### Problem:
Lines with "Flip" in the records below: say how many there are, and add nothing.

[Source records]
Segment Open

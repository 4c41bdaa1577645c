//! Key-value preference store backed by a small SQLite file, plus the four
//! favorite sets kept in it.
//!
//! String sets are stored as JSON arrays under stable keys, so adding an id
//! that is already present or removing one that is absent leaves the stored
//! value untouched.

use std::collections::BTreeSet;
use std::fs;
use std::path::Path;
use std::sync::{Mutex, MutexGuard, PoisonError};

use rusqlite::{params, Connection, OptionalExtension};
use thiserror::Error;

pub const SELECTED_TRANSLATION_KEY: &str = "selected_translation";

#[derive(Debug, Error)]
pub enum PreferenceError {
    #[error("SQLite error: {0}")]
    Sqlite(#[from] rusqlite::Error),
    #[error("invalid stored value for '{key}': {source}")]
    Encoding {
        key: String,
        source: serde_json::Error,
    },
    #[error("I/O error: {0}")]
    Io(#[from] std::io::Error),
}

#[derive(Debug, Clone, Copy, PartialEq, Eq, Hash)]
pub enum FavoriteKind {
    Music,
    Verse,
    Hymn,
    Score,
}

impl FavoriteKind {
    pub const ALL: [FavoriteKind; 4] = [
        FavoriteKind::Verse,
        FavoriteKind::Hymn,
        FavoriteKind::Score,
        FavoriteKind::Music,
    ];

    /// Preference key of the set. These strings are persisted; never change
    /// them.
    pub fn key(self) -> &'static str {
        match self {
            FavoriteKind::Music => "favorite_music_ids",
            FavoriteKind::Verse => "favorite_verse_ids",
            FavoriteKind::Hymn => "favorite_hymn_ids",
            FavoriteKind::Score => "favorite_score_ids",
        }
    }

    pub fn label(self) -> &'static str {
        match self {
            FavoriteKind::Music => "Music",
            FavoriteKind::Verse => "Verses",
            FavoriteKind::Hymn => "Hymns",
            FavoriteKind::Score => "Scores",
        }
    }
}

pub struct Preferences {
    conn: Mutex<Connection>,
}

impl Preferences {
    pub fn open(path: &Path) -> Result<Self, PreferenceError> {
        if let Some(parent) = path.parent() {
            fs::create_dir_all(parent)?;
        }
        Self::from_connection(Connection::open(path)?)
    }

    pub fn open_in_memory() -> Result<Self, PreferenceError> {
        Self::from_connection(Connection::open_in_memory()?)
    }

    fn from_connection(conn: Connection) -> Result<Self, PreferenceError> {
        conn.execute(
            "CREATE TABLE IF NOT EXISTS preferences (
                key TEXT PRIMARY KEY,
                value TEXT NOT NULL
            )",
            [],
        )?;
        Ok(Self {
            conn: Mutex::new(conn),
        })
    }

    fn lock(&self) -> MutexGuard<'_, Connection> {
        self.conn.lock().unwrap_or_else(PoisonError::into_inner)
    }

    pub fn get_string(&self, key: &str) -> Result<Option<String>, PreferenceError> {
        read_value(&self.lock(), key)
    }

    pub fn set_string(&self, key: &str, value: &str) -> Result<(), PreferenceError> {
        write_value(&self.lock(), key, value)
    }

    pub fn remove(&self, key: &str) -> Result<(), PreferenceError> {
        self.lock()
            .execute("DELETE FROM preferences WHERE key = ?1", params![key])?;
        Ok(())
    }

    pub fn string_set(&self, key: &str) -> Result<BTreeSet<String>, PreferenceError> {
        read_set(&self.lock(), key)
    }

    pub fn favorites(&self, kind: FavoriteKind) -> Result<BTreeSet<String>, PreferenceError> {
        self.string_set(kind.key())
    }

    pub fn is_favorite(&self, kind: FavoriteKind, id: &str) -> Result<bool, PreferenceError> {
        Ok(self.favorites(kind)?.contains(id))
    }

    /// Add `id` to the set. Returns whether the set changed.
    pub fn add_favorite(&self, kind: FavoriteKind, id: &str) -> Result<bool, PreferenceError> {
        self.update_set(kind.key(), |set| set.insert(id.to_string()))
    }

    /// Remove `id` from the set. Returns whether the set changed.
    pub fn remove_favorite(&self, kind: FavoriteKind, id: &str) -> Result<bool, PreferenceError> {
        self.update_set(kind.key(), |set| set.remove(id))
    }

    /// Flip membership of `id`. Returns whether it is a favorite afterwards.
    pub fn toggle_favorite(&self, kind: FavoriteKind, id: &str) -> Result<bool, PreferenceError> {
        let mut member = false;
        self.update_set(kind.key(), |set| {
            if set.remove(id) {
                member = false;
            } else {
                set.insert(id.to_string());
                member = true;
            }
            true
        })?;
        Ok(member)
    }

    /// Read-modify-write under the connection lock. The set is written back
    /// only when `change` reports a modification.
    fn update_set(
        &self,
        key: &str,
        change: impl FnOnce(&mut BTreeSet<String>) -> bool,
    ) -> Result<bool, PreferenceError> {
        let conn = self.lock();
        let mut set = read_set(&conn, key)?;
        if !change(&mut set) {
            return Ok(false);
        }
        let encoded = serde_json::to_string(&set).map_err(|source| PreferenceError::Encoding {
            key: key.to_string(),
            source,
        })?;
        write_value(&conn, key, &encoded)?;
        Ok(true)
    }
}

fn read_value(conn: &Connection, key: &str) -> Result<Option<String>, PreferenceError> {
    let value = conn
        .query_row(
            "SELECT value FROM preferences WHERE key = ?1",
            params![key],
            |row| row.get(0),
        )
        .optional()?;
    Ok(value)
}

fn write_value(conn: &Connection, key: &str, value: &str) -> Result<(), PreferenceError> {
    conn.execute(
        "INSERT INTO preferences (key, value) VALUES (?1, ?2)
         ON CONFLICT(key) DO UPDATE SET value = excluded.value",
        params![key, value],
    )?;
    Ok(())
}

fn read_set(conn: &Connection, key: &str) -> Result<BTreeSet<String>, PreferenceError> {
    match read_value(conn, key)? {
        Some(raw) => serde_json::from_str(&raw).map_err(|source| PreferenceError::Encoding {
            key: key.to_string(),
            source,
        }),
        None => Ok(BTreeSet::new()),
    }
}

Segment Closed
Segment Open

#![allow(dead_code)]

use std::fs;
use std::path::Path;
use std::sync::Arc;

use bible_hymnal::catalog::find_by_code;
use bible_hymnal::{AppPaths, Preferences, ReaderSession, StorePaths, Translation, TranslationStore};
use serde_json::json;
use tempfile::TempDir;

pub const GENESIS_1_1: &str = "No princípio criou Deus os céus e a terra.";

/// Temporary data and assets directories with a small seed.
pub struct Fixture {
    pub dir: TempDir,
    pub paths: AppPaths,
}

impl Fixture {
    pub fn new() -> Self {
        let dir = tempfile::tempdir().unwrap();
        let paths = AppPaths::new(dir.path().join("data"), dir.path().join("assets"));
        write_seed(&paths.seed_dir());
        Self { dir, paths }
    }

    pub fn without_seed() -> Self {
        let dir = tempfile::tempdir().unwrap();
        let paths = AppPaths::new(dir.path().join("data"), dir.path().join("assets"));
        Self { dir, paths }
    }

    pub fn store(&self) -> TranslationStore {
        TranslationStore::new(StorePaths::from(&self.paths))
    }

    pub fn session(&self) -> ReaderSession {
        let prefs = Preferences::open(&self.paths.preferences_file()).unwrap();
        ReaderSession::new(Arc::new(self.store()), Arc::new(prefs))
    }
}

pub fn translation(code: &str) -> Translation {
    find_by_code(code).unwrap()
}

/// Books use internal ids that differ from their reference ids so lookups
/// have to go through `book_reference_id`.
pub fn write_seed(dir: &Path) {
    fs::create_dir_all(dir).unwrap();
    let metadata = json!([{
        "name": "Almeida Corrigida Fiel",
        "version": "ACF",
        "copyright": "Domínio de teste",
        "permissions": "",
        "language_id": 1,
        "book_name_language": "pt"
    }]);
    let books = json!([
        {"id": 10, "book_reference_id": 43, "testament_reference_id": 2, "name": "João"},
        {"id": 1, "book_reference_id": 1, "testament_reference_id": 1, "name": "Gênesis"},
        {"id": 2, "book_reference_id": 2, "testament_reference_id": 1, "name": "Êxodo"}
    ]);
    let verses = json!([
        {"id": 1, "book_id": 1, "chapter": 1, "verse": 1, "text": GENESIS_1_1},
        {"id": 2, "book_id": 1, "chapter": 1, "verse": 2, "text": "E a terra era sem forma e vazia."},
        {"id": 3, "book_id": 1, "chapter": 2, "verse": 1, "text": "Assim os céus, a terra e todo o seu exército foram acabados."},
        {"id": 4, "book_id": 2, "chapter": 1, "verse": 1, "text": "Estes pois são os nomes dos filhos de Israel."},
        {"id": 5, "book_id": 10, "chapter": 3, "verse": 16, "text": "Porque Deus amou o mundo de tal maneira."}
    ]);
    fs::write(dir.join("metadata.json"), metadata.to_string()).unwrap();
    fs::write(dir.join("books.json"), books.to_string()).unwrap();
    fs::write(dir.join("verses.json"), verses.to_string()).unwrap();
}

Segment Closed
Segment Open

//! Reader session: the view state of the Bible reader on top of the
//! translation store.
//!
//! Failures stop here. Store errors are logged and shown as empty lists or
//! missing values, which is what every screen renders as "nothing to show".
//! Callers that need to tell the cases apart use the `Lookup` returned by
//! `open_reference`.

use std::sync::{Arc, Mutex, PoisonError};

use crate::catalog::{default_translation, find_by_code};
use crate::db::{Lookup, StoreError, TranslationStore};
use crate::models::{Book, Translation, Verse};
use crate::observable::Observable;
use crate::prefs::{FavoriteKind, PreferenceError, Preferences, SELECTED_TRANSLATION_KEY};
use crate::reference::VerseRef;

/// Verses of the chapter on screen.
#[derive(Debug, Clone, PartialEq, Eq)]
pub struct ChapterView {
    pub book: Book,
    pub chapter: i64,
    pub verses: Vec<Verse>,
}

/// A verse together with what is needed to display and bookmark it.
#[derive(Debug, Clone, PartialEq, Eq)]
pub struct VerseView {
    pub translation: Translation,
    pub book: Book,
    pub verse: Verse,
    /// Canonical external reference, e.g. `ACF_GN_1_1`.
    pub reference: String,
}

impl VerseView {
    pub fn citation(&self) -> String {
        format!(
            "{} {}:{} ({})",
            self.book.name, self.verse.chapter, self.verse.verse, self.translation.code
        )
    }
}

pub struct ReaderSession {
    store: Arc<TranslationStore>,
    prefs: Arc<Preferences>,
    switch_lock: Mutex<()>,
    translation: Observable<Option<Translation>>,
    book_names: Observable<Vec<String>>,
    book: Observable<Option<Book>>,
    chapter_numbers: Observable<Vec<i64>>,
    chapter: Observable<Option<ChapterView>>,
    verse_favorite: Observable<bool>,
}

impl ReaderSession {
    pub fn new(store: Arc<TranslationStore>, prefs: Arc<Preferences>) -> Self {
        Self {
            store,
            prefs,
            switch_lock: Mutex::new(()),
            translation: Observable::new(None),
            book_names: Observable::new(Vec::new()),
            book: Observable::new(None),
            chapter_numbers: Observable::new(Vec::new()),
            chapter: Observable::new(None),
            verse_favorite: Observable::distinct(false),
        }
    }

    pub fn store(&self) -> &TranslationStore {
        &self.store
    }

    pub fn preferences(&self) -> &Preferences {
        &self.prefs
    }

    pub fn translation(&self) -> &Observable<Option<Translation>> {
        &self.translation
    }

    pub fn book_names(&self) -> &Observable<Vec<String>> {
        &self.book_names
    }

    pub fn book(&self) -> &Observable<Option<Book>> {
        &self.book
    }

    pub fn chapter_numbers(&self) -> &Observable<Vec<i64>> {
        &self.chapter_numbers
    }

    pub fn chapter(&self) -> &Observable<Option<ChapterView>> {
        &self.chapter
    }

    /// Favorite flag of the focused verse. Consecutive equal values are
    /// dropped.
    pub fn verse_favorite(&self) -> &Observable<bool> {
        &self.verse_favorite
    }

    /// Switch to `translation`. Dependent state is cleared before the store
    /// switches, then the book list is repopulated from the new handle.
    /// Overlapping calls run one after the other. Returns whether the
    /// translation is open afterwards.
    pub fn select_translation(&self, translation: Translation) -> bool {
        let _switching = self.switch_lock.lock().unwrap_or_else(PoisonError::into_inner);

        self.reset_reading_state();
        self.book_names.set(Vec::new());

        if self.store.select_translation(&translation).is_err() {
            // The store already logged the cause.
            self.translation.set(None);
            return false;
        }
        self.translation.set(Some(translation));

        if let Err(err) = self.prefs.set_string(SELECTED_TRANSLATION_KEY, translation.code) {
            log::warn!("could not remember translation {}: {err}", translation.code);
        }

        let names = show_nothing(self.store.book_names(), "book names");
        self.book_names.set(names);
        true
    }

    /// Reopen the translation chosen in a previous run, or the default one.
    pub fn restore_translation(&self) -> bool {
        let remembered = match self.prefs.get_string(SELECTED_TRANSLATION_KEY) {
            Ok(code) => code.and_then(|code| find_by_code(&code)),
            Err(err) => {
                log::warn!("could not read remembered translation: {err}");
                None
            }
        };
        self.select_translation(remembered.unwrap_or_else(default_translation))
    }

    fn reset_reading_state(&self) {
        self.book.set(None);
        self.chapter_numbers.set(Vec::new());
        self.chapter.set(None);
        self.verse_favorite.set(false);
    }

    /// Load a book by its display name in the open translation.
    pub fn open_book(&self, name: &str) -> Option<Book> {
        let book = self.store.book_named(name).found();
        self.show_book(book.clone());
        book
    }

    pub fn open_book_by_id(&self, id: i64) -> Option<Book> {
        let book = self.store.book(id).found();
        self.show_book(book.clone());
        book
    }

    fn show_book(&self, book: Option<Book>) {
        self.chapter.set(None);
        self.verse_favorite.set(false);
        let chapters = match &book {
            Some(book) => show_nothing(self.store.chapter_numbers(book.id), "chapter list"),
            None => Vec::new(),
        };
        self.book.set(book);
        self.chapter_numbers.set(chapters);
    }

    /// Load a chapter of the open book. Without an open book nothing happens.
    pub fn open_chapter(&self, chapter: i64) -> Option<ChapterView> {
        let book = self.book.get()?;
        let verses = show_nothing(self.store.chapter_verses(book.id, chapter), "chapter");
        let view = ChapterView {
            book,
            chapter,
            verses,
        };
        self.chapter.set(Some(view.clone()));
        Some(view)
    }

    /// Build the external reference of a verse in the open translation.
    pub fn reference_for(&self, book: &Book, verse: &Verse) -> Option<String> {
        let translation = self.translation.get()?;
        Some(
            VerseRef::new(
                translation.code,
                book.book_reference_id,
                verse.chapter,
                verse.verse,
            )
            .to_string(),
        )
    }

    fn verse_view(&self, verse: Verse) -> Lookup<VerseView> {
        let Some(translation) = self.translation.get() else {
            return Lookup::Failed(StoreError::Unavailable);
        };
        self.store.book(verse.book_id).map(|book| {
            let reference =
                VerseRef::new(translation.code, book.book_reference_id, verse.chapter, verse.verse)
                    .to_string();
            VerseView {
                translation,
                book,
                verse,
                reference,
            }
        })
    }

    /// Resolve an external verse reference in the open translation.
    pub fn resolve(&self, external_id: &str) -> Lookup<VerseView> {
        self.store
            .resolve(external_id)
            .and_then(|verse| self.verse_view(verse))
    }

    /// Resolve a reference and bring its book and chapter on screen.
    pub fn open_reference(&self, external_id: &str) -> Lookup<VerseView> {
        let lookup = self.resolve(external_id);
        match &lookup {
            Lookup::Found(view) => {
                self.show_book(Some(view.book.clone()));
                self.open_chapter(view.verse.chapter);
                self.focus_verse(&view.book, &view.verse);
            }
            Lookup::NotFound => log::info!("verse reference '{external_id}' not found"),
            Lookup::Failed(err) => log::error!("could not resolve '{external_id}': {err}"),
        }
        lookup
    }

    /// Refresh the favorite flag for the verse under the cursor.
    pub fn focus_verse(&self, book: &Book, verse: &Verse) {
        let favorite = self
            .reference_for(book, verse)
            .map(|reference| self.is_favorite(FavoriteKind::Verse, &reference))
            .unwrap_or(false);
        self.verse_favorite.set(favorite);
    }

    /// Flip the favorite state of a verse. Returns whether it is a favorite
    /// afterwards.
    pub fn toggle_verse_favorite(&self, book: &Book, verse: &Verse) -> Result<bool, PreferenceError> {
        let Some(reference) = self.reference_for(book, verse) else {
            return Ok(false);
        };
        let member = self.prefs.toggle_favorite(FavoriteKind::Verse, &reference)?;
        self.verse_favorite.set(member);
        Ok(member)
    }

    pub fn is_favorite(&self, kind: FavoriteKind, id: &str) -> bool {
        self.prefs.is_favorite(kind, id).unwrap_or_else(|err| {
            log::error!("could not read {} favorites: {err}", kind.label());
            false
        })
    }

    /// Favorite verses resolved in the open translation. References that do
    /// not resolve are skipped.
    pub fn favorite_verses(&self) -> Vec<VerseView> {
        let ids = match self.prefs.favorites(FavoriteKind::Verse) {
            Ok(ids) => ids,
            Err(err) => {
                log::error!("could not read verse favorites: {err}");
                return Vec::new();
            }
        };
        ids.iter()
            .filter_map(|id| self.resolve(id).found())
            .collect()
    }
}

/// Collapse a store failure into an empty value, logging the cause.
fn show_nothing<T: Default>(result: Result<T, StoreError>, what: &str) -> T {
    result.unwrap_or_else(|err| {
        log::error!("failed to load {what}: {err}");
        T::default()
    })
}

Segment Closed

### Task result:
2